- Activity: Please return only the lines from the one holding "pub mod export;" through the one holding "the running application.", exactly as they appear in the records below, both ends included.

────────

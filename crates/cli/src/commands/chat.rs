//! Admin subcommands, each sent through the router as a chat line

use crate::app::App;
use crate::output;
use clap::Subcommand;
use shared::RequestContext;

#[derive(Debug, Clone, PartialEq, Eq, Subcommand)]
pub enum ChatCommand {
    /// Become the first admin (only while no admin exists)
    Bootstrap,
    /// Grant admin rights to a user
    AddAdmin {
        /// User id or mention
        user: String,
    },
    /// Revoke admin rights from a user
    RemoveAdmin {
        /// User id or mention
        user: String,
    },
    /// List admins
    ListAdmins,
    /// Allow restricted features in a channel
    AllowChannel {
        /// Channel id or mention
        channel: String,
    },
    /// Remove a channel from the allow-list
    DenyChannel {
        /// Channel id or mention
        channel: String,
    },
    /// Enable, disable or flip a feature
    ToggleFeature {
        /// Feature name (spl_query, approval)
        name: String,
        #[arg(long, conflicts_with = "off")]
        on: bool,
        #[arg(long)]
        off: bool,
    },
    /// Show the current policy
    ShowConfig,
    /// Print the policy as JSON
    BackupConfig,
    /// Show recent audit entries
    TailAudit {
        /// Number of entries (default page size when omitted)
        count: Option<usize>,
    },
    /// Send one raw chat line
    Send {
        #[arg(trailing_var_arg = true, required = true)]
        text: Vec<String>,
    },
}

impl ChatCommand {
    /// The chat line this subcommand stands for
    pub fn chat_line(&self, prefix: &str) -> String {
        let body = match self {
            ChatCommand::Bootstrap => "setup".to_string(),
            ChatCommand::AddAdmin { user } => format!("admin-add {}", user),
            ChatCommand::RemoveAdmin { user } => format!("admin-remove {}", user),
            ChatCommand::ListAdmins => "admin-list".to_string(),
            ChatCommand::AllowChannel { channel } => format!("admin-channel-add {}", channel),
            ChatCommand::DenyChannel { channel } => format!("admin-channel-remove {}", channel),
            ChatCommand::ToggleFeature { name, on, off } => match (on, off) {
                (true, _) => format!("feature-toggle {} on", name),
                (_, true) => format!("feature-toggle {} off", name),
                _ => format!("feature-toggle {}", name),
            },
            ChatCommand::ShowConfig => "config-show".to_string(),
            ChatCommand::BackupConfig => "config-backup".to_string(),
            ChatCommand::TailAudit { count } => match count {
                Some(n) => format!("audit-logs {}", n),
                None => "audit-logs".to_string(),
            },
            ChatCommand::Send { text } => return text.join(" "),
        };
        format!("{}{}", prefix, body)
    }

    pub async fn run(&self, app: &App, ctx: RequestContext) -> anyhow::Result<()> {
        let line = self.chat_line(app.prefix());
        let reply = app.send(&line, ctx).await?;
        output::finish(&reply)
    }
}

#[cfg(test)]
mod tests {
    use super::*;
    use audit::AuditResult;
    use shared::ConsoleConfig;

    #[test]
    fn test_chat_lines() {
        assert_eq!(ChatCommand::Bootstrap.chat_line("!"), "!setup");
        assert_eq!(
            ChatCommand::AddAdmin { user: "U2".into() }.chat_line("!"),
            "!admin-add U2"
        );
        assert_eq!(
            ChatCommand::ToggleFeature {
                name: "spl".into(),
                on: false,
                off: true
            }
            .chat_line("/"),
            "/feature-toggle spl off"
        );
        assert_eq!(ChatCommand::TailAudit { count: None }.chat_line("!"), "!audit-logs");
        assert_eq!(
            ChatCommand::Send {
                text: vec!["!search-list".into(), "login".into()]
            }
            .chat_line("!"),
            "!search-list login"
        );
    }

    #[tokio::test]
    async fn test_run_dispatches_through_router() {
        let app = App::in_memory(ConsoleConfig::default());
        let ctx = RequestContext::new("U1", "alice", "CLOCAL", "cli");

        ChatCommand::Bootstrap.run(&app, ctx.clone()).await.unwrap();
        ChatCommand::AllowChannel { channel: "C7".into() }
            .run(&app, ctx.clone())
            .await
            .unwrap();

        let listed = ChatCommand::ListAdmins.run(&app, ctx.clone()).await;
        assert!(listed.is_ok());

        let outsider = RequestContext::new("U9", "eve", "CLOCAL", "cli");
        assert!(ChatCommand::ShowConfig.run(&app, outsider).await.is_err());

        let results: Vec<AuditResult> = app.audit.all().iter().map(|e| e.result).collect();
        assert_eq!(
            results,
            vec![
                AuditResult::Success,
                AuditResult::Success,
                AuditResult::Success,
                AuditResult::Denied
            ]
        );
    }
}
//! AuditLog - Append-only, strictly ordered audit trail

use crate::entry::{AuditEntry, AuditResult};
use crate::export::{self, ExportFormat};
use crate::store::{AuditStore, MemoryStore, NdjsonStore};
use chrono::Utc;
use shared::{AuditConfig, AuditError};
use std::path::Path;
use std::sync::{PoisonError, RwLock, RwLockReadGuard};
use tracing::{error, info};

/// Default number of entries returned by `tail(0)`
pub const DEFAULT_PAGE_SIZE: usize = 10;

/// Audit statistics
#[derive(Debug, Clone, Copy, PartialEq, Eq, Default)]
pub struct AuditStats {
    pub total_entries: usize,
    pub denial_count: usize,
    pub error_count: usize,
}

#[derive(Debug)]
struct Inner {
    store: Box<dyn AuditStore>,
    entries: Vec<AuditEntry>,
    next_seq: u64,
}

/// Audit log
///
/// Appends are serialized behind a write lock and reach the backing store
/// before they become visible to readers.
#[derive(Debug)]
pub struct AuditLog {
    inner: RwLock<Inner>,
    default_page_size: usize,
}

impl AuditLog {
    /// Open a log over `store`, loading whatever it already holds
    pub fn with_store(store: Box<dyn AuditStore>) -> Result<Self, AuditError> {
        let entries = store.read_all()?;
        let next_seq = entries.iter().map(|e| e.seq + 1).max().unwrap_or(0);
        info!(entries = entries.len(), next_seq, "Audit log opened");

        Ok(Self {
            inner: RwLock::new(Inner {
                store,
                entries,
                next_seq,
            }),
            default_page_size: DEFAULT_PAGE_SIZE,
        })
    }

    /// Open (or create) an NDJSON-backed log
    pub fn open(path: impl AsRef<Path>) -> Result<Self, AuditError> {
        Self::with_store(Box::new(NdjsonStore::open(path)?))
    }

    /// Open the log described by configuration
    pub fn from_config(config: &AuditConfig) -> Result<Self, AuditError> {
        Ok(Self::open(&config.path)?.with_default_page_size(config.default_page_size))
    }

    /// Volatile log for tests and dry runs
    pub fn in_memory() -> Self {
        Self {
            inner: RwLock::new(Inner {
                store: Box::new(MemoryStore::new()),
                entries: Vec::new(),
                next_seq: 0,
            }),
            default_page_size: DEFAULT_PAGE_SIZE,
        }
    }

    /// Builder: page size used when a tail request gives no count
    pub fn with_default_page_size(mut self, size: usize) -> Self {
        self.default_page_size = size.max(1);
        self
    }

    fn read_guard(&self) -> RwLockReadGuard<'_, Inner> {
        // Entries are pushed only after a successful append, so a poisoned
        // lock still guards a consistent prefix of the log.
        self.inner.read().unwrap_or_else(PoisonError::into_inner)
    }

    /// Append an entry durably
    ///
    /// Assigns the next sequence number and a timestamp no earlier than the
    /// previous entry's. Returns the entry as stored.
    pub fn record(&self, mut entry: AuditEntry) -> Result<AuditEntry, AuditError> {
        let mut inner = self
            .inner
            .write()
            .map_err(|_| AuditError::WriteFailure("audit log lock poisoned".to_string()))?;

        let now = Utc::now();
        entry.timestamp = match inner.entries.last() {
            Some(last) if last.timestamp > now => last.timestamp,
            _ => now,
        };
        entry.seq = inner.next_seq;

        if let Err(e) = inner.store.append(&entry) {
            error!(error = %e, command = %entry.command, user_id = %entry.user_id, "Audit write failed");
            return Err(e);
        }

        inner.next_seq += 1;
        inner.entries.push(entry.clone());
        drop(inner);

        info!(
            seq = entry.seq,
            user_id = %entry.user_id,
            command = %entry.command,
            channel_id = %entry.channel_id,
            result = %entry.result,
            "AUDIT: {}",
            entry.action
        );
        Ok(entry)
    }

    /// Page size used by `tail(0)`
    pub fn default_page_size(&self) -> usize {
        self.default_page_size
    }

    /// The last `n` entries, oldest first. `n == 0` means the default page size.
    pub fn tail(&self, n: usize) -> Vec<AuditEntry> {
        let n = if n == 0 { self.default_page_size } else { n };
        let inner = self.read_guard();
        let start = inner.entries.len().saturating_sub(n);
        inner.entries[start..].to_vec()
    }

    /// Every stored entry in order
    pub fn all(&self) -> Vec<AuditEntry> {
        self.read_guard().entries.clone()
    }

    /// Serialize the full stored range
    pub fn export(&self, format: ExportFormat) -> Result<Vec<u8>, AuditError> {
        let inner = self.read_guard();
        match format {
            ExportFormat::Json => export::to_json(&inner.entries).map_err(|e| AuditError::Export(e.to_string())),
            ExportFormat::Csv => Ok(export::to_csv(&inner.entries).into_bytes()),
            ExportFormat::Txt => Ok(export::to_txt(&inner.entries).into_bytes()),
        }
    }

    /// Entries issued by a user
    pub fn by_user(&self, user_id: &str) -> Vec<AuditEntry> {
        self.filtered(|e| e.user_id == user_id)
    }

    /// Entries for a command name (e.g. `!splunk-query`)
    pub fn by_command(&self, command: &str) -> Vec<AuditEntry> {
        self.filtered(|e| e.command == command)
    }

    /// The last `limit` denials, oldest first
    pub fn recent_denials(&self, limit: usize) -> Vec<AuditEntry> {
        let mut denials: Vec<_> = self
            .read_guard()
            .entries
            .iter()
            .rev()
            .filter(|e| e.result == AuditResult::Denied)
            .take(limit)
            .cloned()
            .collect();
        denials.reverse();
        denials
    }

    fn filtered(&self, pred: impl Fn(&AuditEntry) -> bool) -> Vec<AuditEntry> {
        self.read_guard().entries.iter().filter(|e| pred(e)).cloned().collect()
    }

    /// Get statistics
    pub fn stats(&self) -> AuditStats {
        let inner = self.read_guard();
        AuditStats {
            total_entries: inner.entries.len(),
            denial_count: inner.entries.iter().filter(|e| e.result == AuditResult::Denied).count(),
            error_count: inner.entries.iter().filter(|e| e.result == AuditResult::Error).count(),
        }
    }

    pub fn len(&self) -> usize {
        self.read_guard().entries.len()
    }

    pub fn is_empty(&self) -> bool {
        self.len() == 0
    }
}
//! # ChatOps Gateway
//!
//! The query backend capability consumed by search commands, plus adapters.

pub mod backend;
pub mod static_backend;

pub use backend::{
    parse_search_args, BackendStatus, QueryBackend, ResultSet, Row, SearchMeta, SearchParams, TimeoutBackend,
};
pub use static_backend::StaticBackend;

────────

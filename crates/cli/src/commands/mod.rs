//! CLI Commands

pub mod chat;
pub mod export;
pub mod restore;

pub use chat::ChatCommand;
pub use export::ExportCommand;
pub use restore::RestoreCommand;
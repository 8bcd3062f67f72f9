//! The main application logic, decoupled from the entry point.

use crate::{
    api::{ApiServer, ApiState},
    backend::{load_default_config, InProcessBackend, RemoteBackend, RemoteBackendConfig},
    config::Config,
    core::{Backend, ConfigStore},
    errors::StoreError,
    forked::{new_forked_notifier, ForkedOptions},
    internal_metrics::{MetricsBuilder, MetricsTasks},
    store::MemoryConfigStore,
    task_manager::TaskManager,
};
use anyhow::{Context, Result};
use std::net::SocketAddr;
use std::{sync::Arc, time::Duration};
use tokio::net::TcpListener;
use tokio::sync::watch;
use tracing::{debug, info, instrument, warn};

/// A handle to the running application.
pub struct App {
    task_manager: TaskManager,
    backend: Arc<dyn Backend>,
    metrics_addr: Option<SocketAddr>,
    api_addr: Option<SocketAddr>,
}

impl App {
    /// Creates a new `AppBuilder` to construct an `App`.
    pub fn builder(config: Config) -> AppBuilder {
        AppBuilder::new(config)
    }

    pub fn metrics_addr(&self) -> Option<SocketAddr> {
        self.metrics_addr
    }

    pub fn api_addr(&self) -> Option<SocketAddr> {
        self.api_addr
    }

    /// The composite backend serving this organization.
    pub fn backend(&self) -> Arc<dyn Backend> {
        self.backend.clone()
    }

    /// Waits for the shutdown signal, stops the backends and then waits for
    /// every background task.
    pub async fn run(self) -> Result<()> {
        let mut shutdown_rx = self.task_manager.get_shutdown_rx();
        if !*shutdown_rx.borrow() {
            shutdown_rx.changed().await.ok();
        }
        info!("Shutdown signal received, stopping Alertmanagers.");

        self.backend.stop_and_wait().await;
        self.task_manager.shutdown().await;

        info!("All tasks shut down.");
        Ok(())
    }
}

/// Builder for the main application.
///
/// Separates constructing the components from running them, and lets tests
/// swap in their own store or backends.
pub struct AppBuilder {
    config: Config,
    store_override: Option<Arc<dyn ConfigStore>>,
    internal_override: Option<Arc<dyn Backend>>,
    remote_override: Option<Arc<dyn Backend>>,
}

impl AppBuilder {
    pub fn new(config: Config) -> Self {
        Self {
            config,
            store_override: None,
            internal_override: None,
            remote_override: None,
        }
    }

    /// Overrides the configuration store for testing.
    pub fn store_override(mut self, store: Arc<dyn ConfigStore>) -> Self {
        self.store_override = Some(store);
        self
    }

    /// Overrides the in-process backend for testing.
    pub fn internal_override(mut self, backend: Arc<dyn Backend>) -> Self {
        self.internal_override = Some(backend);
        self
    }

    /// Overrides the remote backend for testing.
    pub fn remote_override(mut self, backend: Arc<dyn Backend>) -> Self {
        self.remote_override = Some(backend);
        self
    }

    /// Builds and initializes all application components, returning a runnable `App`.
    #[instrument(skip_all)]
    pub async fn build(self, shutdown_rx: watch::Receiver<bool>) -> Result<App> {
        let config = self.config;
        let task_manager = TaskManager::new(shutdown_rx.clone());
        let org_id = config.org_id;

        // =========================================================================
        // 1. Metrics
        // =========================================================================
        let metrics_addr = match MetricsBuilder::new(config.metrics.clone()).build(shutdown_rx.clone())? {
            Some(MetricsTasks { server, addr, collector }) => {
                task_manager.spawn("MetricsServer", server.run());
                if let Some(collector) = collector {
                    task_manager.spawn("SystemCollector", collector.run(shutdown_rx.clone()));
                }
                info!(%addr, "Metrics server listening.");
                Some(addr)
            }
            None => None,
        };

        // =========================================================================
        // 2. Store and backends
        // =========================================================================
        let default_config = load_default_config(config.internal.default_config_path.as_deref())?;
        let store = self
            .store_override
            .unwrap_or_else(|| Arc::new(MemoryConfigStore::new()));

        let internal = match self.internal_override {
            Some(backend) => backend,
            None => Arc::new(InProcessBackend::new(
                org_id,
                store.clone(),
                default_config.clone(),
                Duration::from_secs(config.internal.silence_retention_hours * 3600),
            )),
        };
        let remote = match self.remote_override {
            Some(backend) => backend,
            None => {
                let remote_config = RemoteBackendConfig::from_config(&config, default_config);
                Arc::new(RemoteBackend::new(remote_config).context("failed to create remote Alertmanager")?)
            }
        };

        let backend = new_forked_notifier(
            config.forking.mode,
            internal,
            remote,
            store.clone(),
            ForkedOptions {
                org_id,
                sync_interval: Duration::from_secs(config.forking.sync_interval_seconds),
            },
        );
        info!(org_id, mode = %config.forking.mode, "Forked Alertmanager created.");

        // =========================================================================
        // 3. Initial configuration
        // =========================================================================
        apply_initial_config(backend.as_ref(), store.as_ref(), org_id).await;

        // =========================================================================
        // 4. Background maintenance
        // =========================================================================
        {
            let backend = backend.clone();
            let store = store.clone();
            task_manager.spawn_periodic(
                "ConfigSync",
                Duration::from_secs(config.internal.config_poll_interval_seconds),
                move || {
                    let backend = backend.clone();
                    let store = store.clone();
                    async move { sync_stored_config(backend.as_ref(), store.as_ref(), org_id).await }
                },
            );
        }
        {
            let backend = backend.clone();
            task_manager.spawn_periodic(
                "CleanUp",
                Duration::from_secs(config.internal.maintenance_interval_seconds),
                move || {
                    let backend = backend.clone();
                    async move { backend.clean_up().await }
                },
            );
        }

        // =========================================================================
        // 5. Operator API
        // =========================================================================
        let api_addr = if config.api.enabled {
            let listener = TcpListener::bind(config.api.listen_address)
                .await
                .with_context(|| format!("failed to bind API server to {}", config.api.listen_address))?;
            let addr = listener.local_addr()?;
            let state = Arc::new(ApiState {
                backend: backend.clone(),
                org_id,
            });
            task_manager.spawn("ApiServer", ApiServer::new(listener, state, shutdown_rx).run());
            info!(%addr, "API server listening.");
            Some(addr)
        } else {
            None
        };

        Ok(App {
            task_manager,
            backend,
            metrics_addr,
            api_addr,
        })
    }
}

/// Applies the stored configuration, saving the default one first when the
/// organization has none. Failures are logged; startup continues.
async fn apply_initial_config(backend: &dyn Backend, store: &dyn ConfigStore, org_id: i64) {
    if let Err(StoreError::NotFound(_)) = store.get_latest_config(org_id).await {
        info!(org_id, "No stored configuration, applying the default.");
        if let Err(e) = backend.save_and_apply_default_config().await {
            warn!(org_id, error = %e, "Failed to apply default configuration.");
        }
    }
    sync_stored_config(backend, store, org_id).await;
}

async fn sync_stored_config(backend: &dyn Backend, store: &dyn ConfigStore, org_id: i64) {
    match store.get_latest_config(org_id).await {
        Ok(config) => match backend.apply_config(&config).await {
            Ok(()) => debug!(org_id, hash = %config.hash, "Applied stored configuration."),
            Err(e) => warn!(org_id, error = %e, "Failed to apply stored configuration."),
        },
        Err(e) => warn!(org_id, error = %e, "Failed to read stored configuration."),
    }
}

────────

- Result of the task:
pub mod export;
pub mod restore;

pub use chat::ChatCommand;
pub use export::ExportCommand;
pub use restore::RestoreCommand;
repository 8bcd3062f67f72f9
//! The main application logic, decoupled from the entry point.

use crate::{
    api::{ApiServer, ApiState},
    backend::{load_default_config, InProcessBackend, RemoteBackend, RemoteBackendConfig},
    config::Config,
    core::{Backend, ConfigStore},
    errors::StoreError,
    forked::{new_forked_notifier, ForkedOptions},
    internal_metrics::{MetricsBuilder, MetricsTasks},
    store::MemoryConfigStore,
    task_manager::TaskManager,
};
use anyhow::{Context, Result};
use std::net::SocketAddr;
use std::{sync::Arc, time::Duration};
use tokio::net::TcpListener;
use tokio::sync::watch;
use tracing::{debug, info, instrument, warn};

/// A handle to the running application.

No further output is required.